In mid 2002, treating M.D. diagnosed patient with progressive corneal thinning (“ectasia”) in both eyes as a result of bilateral LASIK and LASIK enhancement. Patient’s corneas progressively became more unstable with worsening nearsightedness with astigmatism. Treating M.D. performed penetrating keratoplasties (cornea transplants) on patient’s right eye in 2003, and left eye in 2005. As a result of the transplants, patient developed cataracts, necessitating cataract surgery in both eyes in 2006. As a result of the cataract surgeries, he developed secondary membranes and required bilateral YAG laser capsulotomies in summer 2006.
Plaintiff's expert ophthalmologist was a well-respected, nationally known cornea specialist and refractive surgeon.
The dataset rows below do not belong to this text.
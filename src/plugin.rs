//! Bevy plugin wiring the markdown editor into an app
//!
//! The plugin owns one [`MarkdownEditor`] in [`MarkdownEditorState`], feeds it
//! keyboard actions and pointer events, and turns its notifications into
//! messages. Rendering is left to the host.

use bevy::prelude::*;
use crossbeam_channel::Receiver;
use leafwing_input_manager::prelude::{ActionState, InputManagerPlugin, InputMap};

use crate::anchor::LineAnnotations;
use crate::buffer::{RopeBuffer, TextBuffer};
use crate::editor::{MarkdownEditor, Notification};
use crate::events::{SelectionChanged, LinkActivated, LinkTooltip};
use crate::input::{EditorAction, KeyRepeatState, PointerTracker};
use crate::settings::EditorSettings;

/// Markdown editor plugin
pub struct MarkdownEditorPlugin {
    settings: EditorSettings,
    input_map: InputMap<EditorAction>,
}

impl MarkdownEditorPlugin {
    /// Create a new markdown editor plugin with the given input map
    ///
    /// # Example
    /// ```ignore
    /// use bevy::prelude::*;
    /// use bevy_markdown_editor::prelude::*;
    ///
    /// let input_map = default_input_map()
    ///     .with(EditorAction::ToggleStrong, ButtonlikeChord::new([KeyCode::SuperLeft, KeyCode::KeyB]));
    ///
    /// App::new()
    ///     .add_plugins(DefaultPlugins)
    ///     .add_plugins(MarkdownEditorPlugin::new(input_map))
    ///     .run();
    /// ```
    pub fn new(input_map: InputMap<EditorAction>) -> Self {
        Self {
            settings: EditorSettings::default(),
            input_map,
        }
    }

    /// Set custom editor settings
    pub fn with_settings(mut self, settings: EditorSettings) -> Self {
        self.settings = settings;
        self
    }
}

impl Default for MarkdownEditorPlugin {
    fn default() -> Self {
        Self::new(crate::input::default_input_map())
    }
}

/// Resource to hold the configured input map until it's spawned
#[derive(Resource)]
struct PendingInputMap(InputMap<EditorAction>);

impl Plugin for MarkdownEditorPlugin {
    fn build(&self, app: &mut App) {
        let (settings, editor) = match MarkdownEditor::with_settings(RopeBuffer::new(), &self.settings) {
            Ok(editor) => (self.settings.clone(), editor),
            Err(err) => {
                warn!("Invalid editor settings ({}), using defaults", err);
                (EditorSettings::default(), MarkdownEditor::default())
            }
        };

        app.insert_resource(settings);
        app.insert_resource(MarkdownEditorState::from_editor(editor));
        app.insert_resource(PointerTracker::default());
        app.insert_resource(KeyRepeatState::default());

        // Store the configured input map for the spawn system
        app.insert_resource(PendingInputMap(self.input_map.clone()));

        // Register leafwing-input-manager plugin for action-based input
        app.add_plugins(InputManagerPlugin::<EditorAction>::default());

        // Users can query and modify the InputMap component to customize bindings at runtime
        app.add_systems(Startup, spawn_input_manager);

        // Messages for the host application
        app.add_message::<LinkActivated>();
        app.add_message::<SelectionChanged>();
        app.add_message::<LinkTooltip>();

        app.add_systems(
            Update,
            (
                apply_settings_changes,
                crate::input::handle_keyboard_input,
                crate::input::handle_pointer_input,
                forward_notifications,
            )
                .chain(),
        );
    }
}

/// Marker component for the editor's input manager entity
#[derive(Component)]
pub struct EditorInputManager;

/// Spawn the input manager entity with configured keybindings
fn spawn_input_manager(mut commands: Commands, pending: Res<PendingInputMap>) {
    commands.spawn((
        EditorInputManager,
        pending.0.clone(),
        ActionState::<EditorAction>::default(),
        Name::new("EditorInputManager"),
    ));
}

/// The editor instance and the annotations it hit-tests links against
#[derive(Resource)]
pub struct MarkdownEditorState {
    pub editor: MarkdownEditor<RopeBuffer>,
    /// Link ranges per line, kept up to date by the host's highlighter
    pub annotations: LineAnnotations,
    /// Keyboard actions only run while focused
    pub is_focused: bool,
    notifications: Receiver<Notification>,
}

impl Default for MarkdownEditorState {
    fn default() -> Self {
        Self::from_editor(MarkdownEditor::default())
    }
}

impl MarkdownEditorState {
    pub fn from_editor(mut editor: MarkdownEditor<RopeBuffer>) -> Self {
        let (tx, rx) = crossbeam_channel::unbounded();
        editor.add_observer(move |notification| {
            // The receiver lives as long as this resource
            let _ = tx.send(notification.clone());
        });
        Self {
            editor,
            annotations: LineAnnotations::new(),
            is_focused: true,
            notifications: rx,
        }
    }

    /// Replace the document, dropping history and annotations
    pub fn set_text(&mut self, text: &str) {
        self.editor.buffer_mut().set_text(text);
        self.annotations.clear();
        self.editor.refresh();
    }

    pub fn text(&self) -> String {
        self.editor.buffer().text()
    }

    /// Notifications raised since the last call
    pub fn drain_notifications(&self) -> impl Iterator<Item = Notification> + '_ {
        self.notifications.try_iter()
    }
}

/// Re-apply settings when the resource changes
fn apply_settings_changes(settings: Res<EditorSettings>, mut state: ResMut<MarkdownEditorState>) {
    if !settings.is_changed() || settings.is_added() {
        return;
    }
    if let Err(err) = state.editor.apply_settings(&settings) {
        warn!("Ignoring invalid editor settings: {}", err);
    }
}

/// Turn editor notifications into messages
fn forward_notifications(
    state: Res<MarkdownEditorState>,
    mut links: MessageWriter<LinkActivated>,
    mut selection_changes: MessageWriter<SelectionChanged>,
) {
    for notification in state.drain_notifications() {
        match notification {
            Notification::LinkActivated(target) => {
                links.write(LinkActivated { target });
            }
            Notification::CursorChanged(selection) => {
                selection_changes.write(SelectionChanged { selection });
            }
        }
    }
}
He opined that defendant’s preoperative corneal topographies showed signs of keratoconus, contraindicating LASIK. Defendant departed from accepted standards of medical practice by failing to identify signs of keratoconus on both sets of topographies, and by performing LASIK, and LASIK enhancement. Plaintiff’s expert opined that progressive ectasia resulting in increasing nearsightedness and astigmatism is the predicable outcome of LASIK in the presence of keratoconus. But for the LASIK procedures, patient likely would not have developed problems from his underlying keratoconus. All the care provided by treating M.D, and others was a direct result of the contraindicated procedures. Patient suffered permanent impairment in his vision and even wearing glasses will not consistently achieve good vision for him. His ability to perform many ADL’s (including driving especially at night or in bad weather, reading or using a computer for more than a short time), is permanently impaired.
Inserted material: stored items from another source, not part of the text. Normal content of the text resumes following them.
//! Cursor line highlighting and key repeat settings

use bevy::prelude::*;
use serde::{Deserialize, Serialize};
use std::time::Duration;

/// Current-line highlighting
#[derive(Clone, Debug, Serialize, Deserialize)]
#[serde(default)]
pub struct CursorLineSettings {
    /// Enable cursor line highlighting
    pub enabled: bool,

    /// Background color as linear sRGBA components
    pub color: [f32; 4],
}

impl Default for CursorLineSettings {
    fn default() -> Self {
        Self {
            enabled: true,
            color: [0.94, 0.94, 0.78, 1.0],
        }
    }
}

impl CursorLineSettings {
    pub fn color(&self) -> Color {
        let [r, g, b, a] = self.color;
        Color::srgba(r, g, b, a)
    }
}

/// Repeat timing for held editing actions
#[derive(Clone, Debug, PartialEq, Eq, Serialize, Deserialize)]
#[serde(default)]
pub struct KeyRepeatSettings {
    /// Initial delay before repeat starts (milliseconds)
    pub initial_delay_ms: u64,

    /// Delay between repeats (milliseconds)
    pub repeat_delay_ms: u64,
}

impl Default for KeyRepeatSettings {
    fn default() -> Self {
        Self {
            initial_delay_ms: 500,
            repeat_delay_ms: 50,
        }
    }
}

impl KeyRepeatSettings {
    pub fn initial_delay(&self) -> Duration {
        Duration::from_millis(self.initial_delay_ms)
    }

    pub fn repeat_delay(&self) -> Duration {
        Duration::from_millis(self.repeat_delay_ms)
    }
}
Pre-LASIK, patient was employed full-time. He lost his job in 2004 as a result of his post-LASIK problems. In 2006, patient was able to work about 2-4 hours per day, about 4 days per week. In fall 2006, patient underwent a vocational / psychological evaluation with Plaintiff’s retained expert, who opined that plaintiff cannot return to his pre-injury employment and is employed at his highest level at this time. Plaintiff incurred a lifetime loss of earnings of about one million dollars, not reduced to present value. Later, plaintiff submitted to a defense vocational / psychological evaluation. That examiner concluded that patient should be able to return to work, and within a few years, should achieve an earning capacity at or greater than his pre-injury level.
The case settled at mediation shortly before trial.